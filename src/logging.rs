// src/logging.rs

use color_eyre::eyre::{Result, WrapErr};
use directories::ProjectDirs;
use lazy_static::lazy_static;
use std::path::PathBuf;
use time::macros::format_description;
use tracing_error::ErrorLayer;
use tracing_subscriber::{
    self, EnvFilter, Layer, fmt::time::LocalTime, layer::SubscriberExt, util::SubscriberInitExt,
};

lazy_static! {
    pub static ref PROJECT_NAME: String = env!("CARGO_CRATE_NAME").to_uppercase();
    pub static ref LOG_ENV: String = format!("{}_LOGLEVEL", PROJECT_NAME.clone());
    pub static ref LOG_FILE: String = format!("{}.log", env!("CARGO_PKG_NAME"));
}

fn project_directory() -> Option<ProjectDirs> {
    ProjectDirs::from("com", "hostprobe", env!("CARGO_PKG_NAME"))
}

pub fn get_data_dir() -> PathBuf {
    if let Some(proj_dirs) = project_directory() {
        proj_dirs.data_local_dir().to_path_buf()
    } else {
        PathBuf::from(".").join(".data")
    }
}

/// The filter directive: `RUST_LOG`, then `HOSTPROBE_LOGLEVEL`, then `hostprobe=info`.
fn log_level() -> String {
    std::env::var("RUST_LOG")
        .or_else(|_| std::env::var(LOG_ENV.as_str()))
        .unwrap_or_else(|_| format!("{}=info", env!("CARGO_CRATE_NAME")))
}

/// Initializes file-based logging and returns the path of the log file.
///
/// Probe activity is verbose (hundreds of child processes per host), so it goes
/// to a file under the local data directory rather than the terminal.
pub fn initialize_logging() -> Result<PathBuf> {
    let directory = get_data_dir();
    std::fs::create_dir_all(&directory)
        .wrap_err_with(|| format!("failed to create log directory: {}", directory.display()))?;
    let log_path = directory.join(LOG_FILE.as_str());
    let log_file = std::fs::File::create(&log_path)
        .wrap_err_with(|| format!("failed to create log file: {}", log_path.display()))?;

    let timer = LocalTime::new(format_description!(
        "[year]-[month]-[day] [hour]:[minute]:[second].[subsecond digits:3]"
    ));
    let file_subscriber = tracing_subscriber::fmt::layer()
        .with_writer(log_file)
        .with_timer(timer)
        .with_target(false)
        .with_ansi(false)
        .with_filter(EnvFilter::new(log_level()));

    tracing_subscriber::registry()
        .with(file_subscriber)
        .with(ErrorLayer::default())
        .init();

    Ok(log_path)
}
// src/core/scanner/mod.rs

// Each probe lives in its own module; this file assembles their outcomes into
// one `HostRecord` per hostname.
pub mod dns_scanner;
pub mod geo_scanner;
pub mod http_scanner;
pub mod rtt_scanner;
pub mod runner;
pub mod tls_scanner;

use std::collections::BTreeMap;
use std::net::IpAddr;

use chrono::Utc;
use futures::stream::{self, StreamExt};
use hickory_resolver::proto::rr::RecordType;
use tracing::{debug, info, warn};

use crate::core::config::ScanConfig;
use crate::core::models::{HostRecord, ProbeOutcome};
use self::geo_scanner::GeoLocator;
use self::runner::CommandRunner;

/// Seconds since the Unix epoch, floored to two decimals.
pub fn scan_timestamp() -> f64 {
    let centis = Utc::now().timestamp_millis().div_euclid(10);
    centis as f64 / 100.0
}

/// Drives every probe for a host and enforces the all-or-nothing record rule.
pub struct Scanner<R> {
    runner: R,
    geo: Box<dyn GeoLocator>,
    config: ScanConfig,
}

impl<R: CommandRunner> Scanner<R> {
    pub fn new(runner: R, geo: Box<dyn GeoLocator>, config: ScanConfig) -> Self {
        Self { runner, geo, config }
    }

    pub fn config(&self) -> &ScanConfig {
        &self.config
    }

    /// Runs the full probe sequence against one hostname.
    ///
    /// # Returns
    /// * `Ok(Some(record))` - every probe ran; the record is ready to persist.
    /// * `Ok(None)` - the host has no IPv4 address and is skipped.
    /// * `Err(_)` - a probe could not run; the host is discarded.
    pub async fn create_entry(&self, hostname: &str) -> ProbeOutcome<HostRecord> {
        let scan_time = scan_timestamp();
        let runner = &self.runner;
        let config = &self.config;

        let Some(ipv4) = dns_scanner::resolve(runner, config, hostname, RecordType::A).await? else {
            return Ok(None);
        };

        let (ipv6, insecure_http, tls_versions, hsts, rdns_names, rtt_range) = tokio::join!(
            dns_scanner::resolve(runner, config, hostname, RecordType::AAAA),
            http_scanner::insecure_http_reachable(config, hostname),
            tls_scanner::supported_versions(runner, config, hostname),
            http_scanner::hsts_present(config, hostname),
            dns_scanner::rdns_names(runner, &ipv4),
            rtt_scanner::rtt_range(runner, config, &ipv4),
        );

        let speaks_tls = matches!(&tls_versions, Ok(Some(v)) if !v.is_empty());
        let (http_server, redirect_to_https, root_ca) = tokio::join!(
            http_scanner::server_banner(config, hostname, insecure_http),
            http_scanner::redirects_to_https(config, hostname, insecure_http),
            async {
                if speaks_tls {
                    tls_scanner::certificate_issuer(runner, config, hostname).await
                } else {
                    Ok(None)
                }
            },
        );

        let geo_locations = geo_scanner::geolocations(self.geo.as_ref(), &ipv4);

        // Every probe has finished; only now does a hard failure void the record.
        let record = HostRecord {
            scan_time,
            ipv4: to_strings(&ipv4),
            ipv6: to_strings(&ipv6?.unwrap_or_default()),
            insecure_http,
            http_server,
            redirect_to_https,
            hsts,
            tls_versions: tls_versions?.unwrap_or_default(),
            root_ca: root_ca?,
            rdns_names: rdns_names?.unwrap_or_default(),
            rtt_range: rtt_range?,
            geo_locations,
        };
        Ok(Some(record))
    }

    /// Scans every hostname and keeps the records that survived.
    ///
    /// `on_start` is called as each hostname begins. Hosts run one at a time
    /// unless `host_concurrency` allows more.
    pub async fn scan_hosts<F>(&self, hostnames: &[String], on_start: F) -> BTreeMap<String, HostRecord>
    where
        F: Fn(&str),
    {
        let on_start = &on_start;
        let mut entries = stream::iter(hostnames)
            .map(|hostname| async move {
                on_start(hostname);
                (hostname, self.create_entry(hostname).await)
            })
            .buffered(self.config.host_concurrency.max(1));

        let mut results = BTreeMap::new();
        while let Some((hostname, outcome)) = entries.next().await {
            match outcome {
                Ok(Some(record)) => {
                    info!(hostname = %hostname, "Host record emitted.");
                    results.insert(hostname.clone(), record);
                }
                Ok(None) => info!(hostname = %hostname, "Host skipped: no IPv4 address."),
                Err(e) => warn!(hostname = %hostname, error = %e, "Host discarded."),
            }
        }
        debug!(scanned = hostnames.len(), kept = results.len(), "Scan finished.");
        results
    }
}

fn to_strings(addresses: &[IpAddr]) -> Vec<String> {
    addresses.iter().map(IpAddr::to_string).collect()
}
* * * * * * * * *
For every line in the listing above that mentions the word "async", make a copy.

Answer below =>
    pub async fn create_entry(&self, hostname: &str) -> ProbeOutcome<HostRecord> {
            async {
    pub async fn scan_hosts<F>(&self, hostnames: &[String], on_start: F) -> BTreeMap<String, HostRecord>
            .map(|hostname| async move {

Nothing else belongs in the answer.